# taz.de -- Kommentar Friedensnobelpreis für EU: Humor haben sie, die Norweger
       
       > Norwegen ist nicht in der EU und will auch nicht hinein – und zeichnet
       > diese nun mit dem Friedensnobelpreis aus. Das ist schon lustig.
       
 (IMG) Bild: Der Humor des Komitees ist etwas hintergründiger als diese lustigen EU-Kostüme.
       
       Mit der Verleihung des Friedensnobelpreises an die EU hat das norwegische
       Nobelpreiskomitee einen sehr hintergründigen Humor bewiesen. Norwegen
       gehört der Europäischen Union nicht an, die Norweger haben sich einer
       Mitgliedschaft mehrfach verweigert, sie dürfen also ihre gigantischen
       natürlichen Ressourcen selbstbestimmt verwalten.
       
       Ergebnis: Das Land braucht sich weniger Sorgen um seine Zukunft zu machen
       als jedes andere in Europa. Die EU hat ohne eigenes Zutun nachhaltig
       Frieden geschaffen – in Norwegen.
       
       Aus dem sicheren Abstand der Nichtmitgliedschaft heraus die EU
       auszuzeichnen, ist aus norwegischer Perspektive daher ein sehr selbstloses
       Selbstlob. Ging es nicht gerade um die europäischen Werte von Toleranz und
       Solidarität, als Norwegen nach dem Utoya-Massaker vom Juli 2011 plötzlich
       in den Abgrund blickte?
       
       Damals wurde in erschreckender Weise deutlich, wie wichtig und fundamental
       und zugleich wie fragil und gefährdet die europäische Idee heute noch für
       die politische Kultur des Kontinents ist, als Mittel zur dauerhaften
       Selbstüberwindung des Erbes von Krieg, Völkermord und Totalitarismus in
       Europas finsterem 20. Jahrhundert. Genau darum müsste es auch bei der
       Auszeichnung der EU jetzt gehen: [1][eine Mahnung an die Europäer, die
       keineswegs selbstverständlichen Grundlagen ihres friedlichen Zusammenlebens
       nicht aus den Augen zu verlieren.] 
       
       Diese Mahnung sollte sich die EU ruhig zu Herzen nehmen. Denn zwischen
       europäischem Anspruch und europäischer Wirklichkeit klafft eine große
       Lücke. Die EU, das ist auch der tausendfache Tod afrikanischer Flüchtlinge
       im Mittelmeer. Die EU, das ist auch das grandiose Versagen beim Ausbruch
       der Jugoslawienkriege in den 1990er Jahren und beim ersten Völkermord auf
       europäischem Boden seit dem Holocaust.
       
       Gerade was Friedenspolitik nach außen angeht, beispielsweise bei
       Vermittlung zwischen tief verfeindeten Bürgerkriegsparteien oder
       pragmatischer Entwicklungshilfe, ist Norwegen der EU um Längen voraus.

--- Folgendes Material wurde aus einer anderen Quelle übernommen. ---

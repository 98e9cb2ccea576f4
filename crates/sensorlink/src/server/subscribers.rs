//! Live consumer connections and per-frame fan-out

use std::net::SocketAddr;
use std::time::Duration;

use bytes::Bytes;
use futures_util::future::join_all;
use tokio::io::AsyncWriteExt;
use tokio::net::TcpStream;
use tokio::sync::Mutex;
use tokio_util::sync::CancellationToken;
use tracing::{debug, info, warn};

use crate::error::{DeliveryError, WriteTimeoutError};

/// Identifier assigned to each accepted consumer
pub type SubscriberId = u64;

/// One consumer connection in the Streaming state
pub(crate) struct Subscriber {
    id: SubscriberId,
    peer: SocketAddr,
    stream: TcpStream,
}

impl Subscriber {
    pub(crate) fn new(id: SubscriberId, peer: SocketAddr, stream: TcpStream) -> Self {
        Self { id, peer, stream }
    }

    /// Write one encoded frame, bounded by `timeout`.
    ///
    /// A timed-out write may leave a partial frame on the wire, so any
    /// error means the connection must be dropped.
    async fn deliver(&mut self, encoded: &Bytes, timeout: Duration) -> Result<(), DeliveryError> {
        match tokio::time::timeout(timeout, self.stream.write_all(encoded)).await {
            Ok(Ok(())) => Ok(()),
            Ok(Err(source)) => Err(DeliveryError::Io {
                peer: self.peer,
                source,
            }),
            Err(_) => Err(WriteTimeoutError {
                peer: self.peer,
                timeout,
            }
            .into()),
        }
    }

    async fn close(mut self, timeout: Duration) {
        if tokio::time::timeout(timeout, self.stream.shutdown())
            .await
            .is_err()
        {
            debug!(subscriber = self.id, peer = %self.peer, "Shutdown timed out, dropping socket");
        }
    }
}

/// Outcome of fanning one frame out to every subscriber
#[derive(Debug, Default, Clone, Copy, PartialEq, Eq)]
pub(crate) struct FanOut {
    pub delivered: usize,
    pub dropped: usize,
    pub remaining: usize,
}

/// The set of live connections.
///
/// Insertion (accept), removal (delivery failure) and iteration (fan-out)
/// all go through the same lock.
#[derive(Default)]
pub(crate) struct SubscriberSet {
    inner: Mutex<Vec<Subscriber>>,
}

impl SubscriberSet {
    pub(crate) async fn insert(&self, subscriber: Subscriber) -> usize {
        let mut subs = self.inner.lock().await;
        info!(subscriber = subscriber.id, peer = %subscriber.peer, "Consumer registered");
        subs.push(subscriber);
        subs.len()
    }

    pub(crate) async fn len(&self) -> usize {
        self.inner.lock().await.len()
    }

    /// Write `encoded` to every subscriber concurrently.
    ///
    /// Failed or timed-out subscribers are removed; the rest are untouched.
    /// Returns `None` if `cancel` fires first. Pending writes are abandoned
    /// and may leave a partial frame on the wire, so the caller must close
    /// every connection afterwards.
    pub(crate) async fn broadcast(
        &self,
        encoded: &Bytes,
        timeout: Duration,
        cancel: &CancellationToken,
    ) -> Option<FanOut> {
        let mut subs = self.inner.lock().await;

        let results = tokio::select! {
            biased;
            _ = cancel.cancelled() => return None,
            results = join_all(subs.iter_mut().map(|s| s.deliver(encoded, timeout))) => results,
        };

        let mut fan_out = FanOut::default();
        let current = std::mem::take(&mut *subs);
        for (sub, result) in current.into_iter().zip(results) {
            match result {
                Ok(()) => {
                    fan_out.delivered += 1;
                    subs.push(sub);
                }
                Err(e) => {
                    warn!(subscriber = sub.id, peer = %sub.peer, error = %e, "Dropping consumer");
                    fan_out.dropped += 1;
                }
            }
        }
        fan_out.remaining = subs.len();
        Some(fan_out)
    }

    /// Shut down and remove every subscriber.
    pub(crate) async fn close_all(&self, timeout: Duration) -> usize {
        let drained: Vec<Subscriber> = std::mem::take(&mut *self.inner.lock().await);
        let count = drained.len();
        join_all(drained.into_iter().map(|s| s.close(timeout))).await;
        count
    }
}
//! Protocol constants for SensorLink

use std::time::Duration;

/// Size of the big-endian length prefix in front of every frame.
pub const FRAME_LENGTH_PREFIX_SIZE: usize = 4;

/// Maximum frame payload size (16 MB, generous for uncompressed camera frames)
pub const MAX_FRAME_SIZE: usize = 16 * 1024 * 1024;

/// Largest control datagram a receiver will read.
///
/// A decimal `f64` never needs more than a few dozen bytes.
pub const MAX_DATAGRAM_SIZE: usize = 1024;

/// Default loopback port the vehicle serves frames on
pub const DEFAULT_FRAME_PORT: u16 = 6011;

/// Default loopback port the coordinator receives telemetry on
pub const DEFAULT_TELEMETRY_PORT: u16 = 6021;

/// Default loopback port the vehicle receives commands on
pub const DEFAULT_COMMAND_PORT: u16 = 6031;

/// Default per-connection write timeout for frame fan-out
pub const DEFAULT_WRITE_TIMEOUT: Duration = Duration::from_secs(2);

/// Default pacing for the command sender (10 Hz)
pub const DEFAULT_COMMAND_INTERVAL: Duration = Duration::from_millis(100);

/// Default pacing for the telemetry sender (20 Hz)
pub const DEFAULT_TELEMETRY_INTERVAL: Duration = Duration::from_millis(50);

/// Upper bound on how long tasks get to drain after shutdown is requested
pub const SHUTDOWN_TIMEOUT: Duration = Duration::from_secs(5);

Dazu
       kommt ein gewisser Hang der EU zur Rechthaberei und Selbstgewissheit, zur
       Kungelei und zum faulen Kompromiss. Das Image zu wahren ist oft wichtiger
       als die Problemlösung. Im Alltag vieler Europäer steht die EU heute für
       Sozialabbau und Entzug demokratischer Entscheidungsrechte. Nicht
       auszudenken, wenn die EU jetzt ihren Preis als Bestätigung ihrer
       Wirklichkeit sieht statt ihres Anspruches.
       
       Je selbstverständlicher die europäische Idee und das europäische
       Zusammenleben zwischen den Menschen wird, desto fragwürdiger erscheint das
       oft hochtrabende Auftreten der Europäischen Union als Organisation. Der
       norwegischen politischen Kultur ist hochtrabendes Auftreten fremd. Mal
       sehen, wer aus dieser Preisverleihung als der bessere Europäer hervorgeht.